_EXERCISE DIRECTIONS_
Lines with "sync": state how many there are in the records below, and nothing else.

_RECORDS SHOWN_

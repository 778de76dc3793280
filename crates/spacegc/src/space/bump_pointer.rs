use std::sync::atomic::{AtomicUsize, Ordering};
use std::sync::Arc;

use sys_mem::{page_round_up, MemMap};

use crate::address::{allocation_size, ObjectRef, OBJECT_ALIGNMENT};
use crate::object::{Object, ObjectModel};
use crate::space::{AllocSpace, GcRetentionPolicy, Space, SpaceKind};

/// A contiguous space allocated by advancing a cursor.
///
/// Objects are never freed individually; the copying collector evacuates
/// the survivors and then [`reset`](Self::reset)s the whole space.
pub struct BumpPointerSpace {
    name: String,
    mem: Arc<MemMap>,
    begin: usize,
    limit: usize,
    end: AtomicUsize,
    footprint_limit: AtomicUsize,
    objects_allocated: AtomicUsize,
}

impl BumpPointerSpace {
    /// Creates an empty space over `[begin, limit)` of `mem`.
    ///
    /// # Panics
    ///
    /// Panics if the range is not inside `mem`.
    #[must_use]
    pub fn new(name: impl Into<String>, mem: Arc<MemMap>, begin: usize, limit: usize) -> Self {
        assert!(mem.contains(begin) && limit <= mem.end() && begin < limit);
        Self {
            name: name.into(),
            mem,
            begin,
            limit,
            end: AtomicUsize::new(begin),
            footprint_limit: AtomicUsize::new(limit - begin),
            objects_allocated: AtomicUsize::new(0),
        }
    }

    /// Rewinds the cursor and zeroes everything handed out.
    pub fn reset(&self) {
        let end = self.end.swap(self.begin, Ordering::AcqRel);
        if let Err(err) = self.mem.zero(self.begin, end) {
            tracing::warn!(space = %self.name, %err, "failed to zero bump pointer space");
            // SAFETY: [begin, end) is inside our reservation and no mutator
            // is running while a space is reset.
            unsafe { std::ptr::write_bytes(self.begin as *mut u8, 0, end - self.begin) };
        }
        self.objects_allocated.store(0, Ordering::Release);
    }

    /// Returns `true` if nothing has been allocated since the last reset.
    #[must_use]
    pub fn is_empty(&self) -> bool {
        self.end.load(Ordering::Acquire) == self.begin
    }
}

impl Space for BumpPointerSpace {
    fn name(&self) -> &str {
        &self.name
    }

    fn kind(&self) -> SpaceKind {
        SpaceKind::BumpPointer
    }

    fn retention_policy(&self) -> GcRetentionPolicy {
        GcRetentionPolicy::AlwaysCollect
    }

    fn begin(&self) -> usize {
        self.begin
    }

    fn end(&self) -> usize {
        self.end.load(Ordering::Acquire)
    }

    fn limit(&self) -> usize {
        self.limit
    }

    fn can_move_objects(&self) -> bool {
        true
    }

    fn walk(&self, model: &dyn ObjectModel, visitor: &mut dyn FnMut(ObjectRef)) {
        let end = self.end();
        let mut pos = self.begin;
        while pos < end {
            let Some(obj) = ObjectRef::from_addr(pos) else { break };
            // SAFETY: every byte below the cursor belongs to an initialised
            // object and the world is stopped.
            let size = allocation_size(model.size_of(unsafe { Object::new(obj) }));
            visitor(obj);
            pos += size;
        }
    }
}

impl AllocSpace for BumpPointerSpace {
    fn alloc(&self, num_bytes: usize) -> Option<ObjectRef> {
        debug_assert_eq!(num_bytes % OBJECT_ALIGNMENT, 0);
        let bound = self.begin + self.footprint_limit.load(Ordering::Relaxed);
        let mut end = self.end.load(Ordering::Relaxed);
        loop {
            let new_end = end.checked_add(num_bytes)?;
            if new_end > bound {
                return None;
            }
            match self
                .end
                .compare_exchange_weak(end, new_end, Ordering::AcqRel, Ordering::Relaxed)
            {
                Ok(_) => break,
                Err(actual) => end = actual,
            }
        }
        self.objects_allocated.fetch_add(1, Ordering::Relaxed);
        ObjectRef::from_addr(end)
    }

    fn bytes_allocated(&self) -> usize {
        self.size()
    }

    fn objects_allocated(&self) -> usize {
        self.objects_allocated.load(Ordering::Relaxed)
    }

    fn footprint_limit(&self) -> usize {
        self.footprint_limit.load(Ordering::Relaxed)
    }

    fn set_footprint_limit(&self, limit: usize) {
        let limit = limit.clamp(self.size(), self.capacity());
        self.footprint_limit.store(limit, Ordering::Relaxed);
    }

    fn clear(&self) {
        self.reset();
        let _ = self.mem.release(self.begin, self.limit);
    }

    fn trim(&self) -> usize {
        let from = page_round_up(self.end()).min(self.limit);
        self.mem.release(from, self.limit).unwrap_or(0)
    }
}

impl std::fmt::Debug for BumpPointerSpace {
    fn fmt(&self, f: &mut std::fmt::Formatter<'_>) -> std::fmt::Result {
        f.write_str(&crate::space::describe(self))
    }
}

#[cfg(test)]
mod tests {
    use super::*;
    use crate::address::ClassWord;
    use crate::object::{store_word, SlotModel};
    use std::thread;
    use sys_mem::MemMapOptions;

    fn space(len: usize) -> BumpPointerSpace {
        let mem = Arc::new(MemMapOptions::new("bump").len(len).map_anonymous().unwrap());
        let (begin, end) = (mem.begin(), mem.end());
        BumpPointerSpace::new("bump pointer space", mem, begin, end)
    }

    #[test]
    fn test_alloc_until_full() {
        let s = space(4096);
        let a = s.alloc(1024).unwrap();
        assert_eq!(a.addr(), s.begin());
        assert_eq!(s.alloc(s.capacity() - 1024).unwrap().addr(), s.begin() + 1024);
        assert!(s.alloc(8).is_none());
        assert_eq!(s.bytes_allocated(), s.capacity());
        assert_eq!(s.objects_allocated(), 2);
    }

    #[test]
    fn test_footprint_limit_bounds_cursor() {
        let s = space(8192);
        s.set_footprint_limit(1024);
        assert!(s.alloc(1024).is_some());
        assert!(s.alloc(8).is_none());
        s.set_footprint_limit(8192);
        assert!(s.alloc(8).is_some());
    }

    #[test]
    fn test_reset_zeroes_and_rewinds() {
        let s = space(8192);
        let a = s.alloc(64).unwrap();
        unsafe { store_word(a.addr() + 8, 0xdead, Ordering::Relaxed) };
        s.reset();
        assert!(s.is_empty());
        let b = s.alloc(64).unwrap();
        assert_eq!(a, b);
        assert_eq!(unsafe { crate::object::load_word(b.addr() + 8, Ordering::Relaxed) }, 0);
    }

    #[test]
    fn test_walk_uses_model_sizes() {
        let s = space(8192);
        let shapes = [(1, 0), (0, 3), (2, 2)];
        for (refs, payload) in shapes {
            let obj = s.alloc(SlotModel::object_size(refs, payload)).unwrap();
            let ClassWord(word) = SlotModel::class(refs, payload);
            unsafe { store_word(obj.addr(), word, Ordering::Relaxed) };
        }
        let mut seen = Vec::new();
        s.walk(&SlotModel, &mut |o| seen.push(o.addr() - s.begin()));
        assert_eq!(seen, vec![0, 16, 48]);
    }

    #[test]
    fn test_concurrent_alloc_disjoint() {
        let s = Arc::new(space(64 * 1024));
        let handles: Vec<_> = (0..4)
            .map(|_| {
                let s = Arc::clone(&s);
                thread::spawn(move || (0..256).filter_map(|_| s.alloc(16)).map(ObjectRef::addr).collect::<Vec<_>>())
            })
            .collect();
        let mut all: Vec<usize> = handles.into_iter().flat_map(|h| h.join().unwrap()).collect();
        all.sort_unstable();
        all.dedup();
        assert_eq!(all.len(), 1024);
    }
}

_SOLUTION BELOW_
2